DATASET RECORDS:
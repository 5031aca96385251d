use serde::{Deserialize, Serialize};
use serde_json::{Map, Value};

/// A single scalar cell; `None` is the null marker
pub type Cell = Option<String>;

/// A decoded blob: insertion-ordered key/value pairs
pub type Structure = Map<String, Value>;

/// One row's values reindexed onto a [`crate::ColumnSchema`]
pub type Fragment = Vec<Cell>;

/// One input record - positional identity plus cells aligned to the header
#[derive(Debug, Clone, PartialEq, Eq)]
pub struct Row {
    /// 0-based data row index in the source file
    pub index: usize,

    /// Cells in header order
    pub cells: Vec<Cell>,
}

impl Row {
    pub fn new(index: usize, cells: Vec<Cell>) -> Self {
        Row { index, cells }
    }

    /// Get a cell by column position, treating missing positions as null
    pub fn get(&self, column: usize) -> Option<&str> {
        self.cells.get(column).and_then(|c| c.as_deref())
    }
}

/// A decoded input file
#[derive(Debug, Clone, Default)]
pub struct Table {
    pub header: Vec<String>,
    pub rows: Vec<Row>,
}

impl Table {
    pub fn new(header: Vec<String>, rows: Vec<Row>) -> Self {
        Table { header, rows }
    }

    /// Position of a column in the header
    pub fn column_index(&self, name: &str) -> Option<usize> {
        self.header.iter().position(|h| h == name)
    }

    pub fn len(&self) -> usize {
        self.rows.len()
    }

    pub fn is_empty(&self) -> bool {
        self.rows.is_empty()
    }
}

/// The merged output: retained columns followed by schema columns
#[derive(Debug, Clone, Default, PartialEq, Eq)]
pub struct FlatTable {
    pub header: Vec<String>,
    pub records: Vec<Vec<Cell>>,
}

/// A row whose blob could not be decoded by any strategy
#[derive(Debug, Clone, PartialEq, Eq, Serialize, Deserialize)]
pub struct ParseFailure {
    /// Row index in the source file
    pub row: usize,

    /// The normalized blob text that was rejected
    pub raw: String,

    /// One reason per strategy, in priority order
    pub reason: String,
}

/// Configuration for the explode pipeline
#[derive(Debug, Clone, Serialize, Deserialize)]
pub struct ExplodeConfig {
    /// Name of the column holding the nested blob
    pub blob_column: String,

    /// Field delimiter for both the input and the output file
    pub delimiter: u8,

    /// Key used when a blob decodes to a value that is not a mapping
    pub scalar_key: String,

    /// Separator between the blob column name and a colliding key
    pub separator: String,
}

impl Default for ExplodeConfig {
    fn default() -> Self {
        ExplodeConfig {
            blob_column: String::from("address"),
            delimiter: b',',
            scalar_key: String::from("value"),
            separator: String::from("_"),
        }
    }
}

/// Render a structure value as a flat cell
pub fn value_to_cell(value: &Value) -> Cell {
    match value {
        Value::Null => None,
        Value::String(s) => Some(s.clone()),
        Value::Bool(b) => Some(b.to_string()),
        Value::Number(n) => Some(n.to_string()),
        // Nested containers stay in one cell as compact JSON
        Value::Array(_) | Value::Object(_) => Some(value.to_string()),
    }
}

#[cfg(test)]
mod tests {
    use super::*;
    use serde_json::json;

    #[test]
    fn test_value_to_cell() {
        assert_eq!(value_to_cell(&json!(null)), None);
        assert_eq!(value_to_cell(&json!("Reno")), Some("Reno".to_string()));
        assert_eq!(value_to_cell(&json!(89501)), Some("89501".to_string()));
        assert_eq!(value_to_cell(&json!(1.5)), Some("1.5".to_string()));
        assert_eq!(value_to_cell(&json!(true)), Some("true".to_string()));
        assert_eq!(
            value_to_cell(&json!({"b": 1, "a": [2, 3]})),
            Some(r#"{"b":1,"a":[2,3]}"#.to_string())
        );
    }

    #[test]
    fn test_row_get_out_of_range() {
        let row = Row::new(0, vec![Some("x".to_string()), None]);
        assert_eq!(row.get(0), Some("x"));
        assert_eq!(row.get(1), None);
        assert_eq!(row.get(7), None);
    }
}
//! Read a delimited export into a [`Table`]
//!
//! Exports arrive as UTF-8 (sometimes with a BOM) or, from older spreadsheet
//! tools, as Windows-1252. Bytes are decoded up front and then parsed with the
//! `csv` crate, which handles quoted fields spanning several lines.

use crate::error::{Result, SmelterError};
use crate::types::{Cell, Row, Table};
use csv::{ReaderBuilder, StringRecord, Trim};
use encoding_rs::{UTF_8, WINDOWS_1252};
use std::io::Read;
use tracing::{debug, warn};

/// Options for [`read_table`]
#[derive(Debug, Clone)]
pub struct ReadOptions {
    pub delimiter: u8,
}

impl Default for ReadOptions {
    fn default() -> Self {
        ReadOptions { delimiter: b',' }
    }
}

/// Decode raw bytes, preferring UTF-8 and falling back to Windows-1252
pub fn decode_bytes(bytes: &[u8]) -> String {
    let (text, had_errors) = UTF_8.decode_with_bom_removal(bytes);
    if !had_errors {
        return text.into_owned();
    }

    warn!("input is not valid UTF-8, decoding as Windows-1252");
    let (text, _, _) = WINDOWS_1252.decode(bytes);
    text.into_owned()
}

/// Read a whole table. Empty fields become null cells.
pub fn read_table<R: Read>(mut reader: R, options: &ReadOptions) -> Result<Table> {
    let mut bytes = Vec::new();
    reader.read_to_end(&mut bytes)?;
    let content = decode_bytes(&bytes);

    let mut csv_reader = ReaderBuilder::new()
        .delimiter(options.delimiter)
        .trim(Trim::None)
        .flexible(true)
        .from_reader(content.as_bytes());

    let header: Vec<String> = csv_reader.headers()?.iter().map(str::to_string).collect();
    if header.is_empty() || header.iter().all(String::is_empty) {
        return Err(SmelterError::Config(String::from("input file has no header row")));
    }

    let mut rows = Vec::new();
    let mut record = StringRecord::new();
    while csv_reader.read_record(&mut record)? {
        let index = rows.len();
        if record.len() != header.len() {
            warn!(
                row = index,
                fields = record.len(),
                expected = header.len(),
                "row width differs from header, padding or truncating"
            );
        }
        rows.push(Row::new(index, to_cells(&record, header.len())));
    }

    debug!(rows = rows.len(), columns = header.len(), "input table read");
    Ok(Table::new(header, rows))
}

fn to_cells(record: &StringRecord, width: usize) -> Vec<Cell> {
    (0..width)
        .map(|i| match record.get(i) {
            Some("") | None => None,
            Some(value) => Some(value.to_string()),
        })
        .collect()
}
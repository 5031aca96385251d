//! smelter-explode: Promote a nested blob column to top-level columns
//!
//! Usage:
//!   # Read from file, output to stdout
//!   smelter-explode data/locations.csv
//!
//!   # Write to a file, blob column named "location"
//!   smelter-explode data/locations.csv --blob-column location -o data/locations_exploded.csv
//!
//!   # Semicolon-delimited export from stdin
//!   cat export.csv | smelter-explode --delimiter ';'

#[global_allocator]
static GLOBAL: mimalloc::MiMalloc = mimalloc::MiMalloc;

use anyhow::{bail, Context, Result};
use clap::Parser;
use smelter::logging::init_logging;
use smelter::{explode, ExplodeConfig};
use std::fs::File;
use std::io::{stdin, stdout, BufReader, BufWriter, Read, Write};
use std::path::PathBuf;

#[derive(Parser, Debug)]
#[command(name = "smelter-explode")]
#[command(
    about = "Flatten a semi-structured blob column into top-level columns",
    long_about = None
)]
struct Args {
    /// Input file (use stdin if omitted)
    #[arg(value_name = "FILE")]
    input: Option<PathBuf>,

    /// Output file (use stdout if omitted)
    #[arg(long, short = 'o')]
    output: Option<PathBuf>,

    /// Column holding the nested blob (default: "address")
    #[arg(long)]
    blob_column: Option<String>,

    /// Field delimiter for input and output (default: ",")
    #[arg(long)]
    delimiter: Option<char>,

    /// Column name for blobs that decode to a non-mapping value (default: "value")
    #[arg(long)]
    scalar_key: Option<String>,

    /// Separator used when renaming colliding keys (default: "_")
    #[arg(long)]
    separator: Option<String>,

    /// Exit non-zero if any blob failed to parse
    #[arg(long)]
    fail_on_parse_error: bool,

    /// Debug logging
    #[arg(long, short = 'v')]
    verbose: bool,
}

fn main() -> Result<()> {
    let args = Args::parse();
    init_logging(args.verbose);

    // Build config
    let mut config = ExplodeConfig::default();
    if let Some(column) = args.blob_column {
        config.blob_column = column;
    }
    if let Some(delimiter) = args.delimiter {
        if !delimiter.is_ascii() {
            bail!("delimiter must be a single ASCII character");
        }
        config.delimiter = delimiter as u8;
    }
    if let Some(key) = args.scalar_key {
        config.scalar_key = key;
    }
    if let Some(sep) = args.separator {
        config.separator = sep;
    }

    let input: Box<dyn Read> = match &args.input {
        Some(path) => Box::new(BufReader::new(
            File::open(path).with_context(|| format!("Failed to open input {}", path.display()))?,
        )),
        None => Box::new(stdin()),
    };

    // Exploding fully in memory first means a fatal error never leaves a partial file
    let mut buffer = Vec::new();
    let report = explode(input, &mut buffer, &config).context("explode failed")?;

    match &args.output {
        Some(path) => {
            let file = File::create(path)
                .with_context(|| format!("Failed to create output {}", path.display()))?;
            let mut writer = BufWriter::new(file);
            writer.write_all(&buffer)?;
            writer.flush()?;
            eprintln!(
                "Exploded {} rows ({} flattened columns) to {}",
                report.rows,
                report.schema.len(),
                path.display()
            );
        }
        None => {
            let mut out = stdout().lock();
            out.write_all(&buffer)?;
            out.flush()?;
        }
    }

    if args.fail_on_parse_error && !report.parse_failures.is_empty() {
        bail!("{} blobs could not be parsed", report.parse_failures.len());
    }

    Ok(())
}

TASK BRIEF:
Scan the data for lines containing "collect" and copy all of them.

ANSWER FOR THE TASK:
    let header: Vec<String> = csv_reader.headers()?.iter().map(str::to_string).collect();
        .collect()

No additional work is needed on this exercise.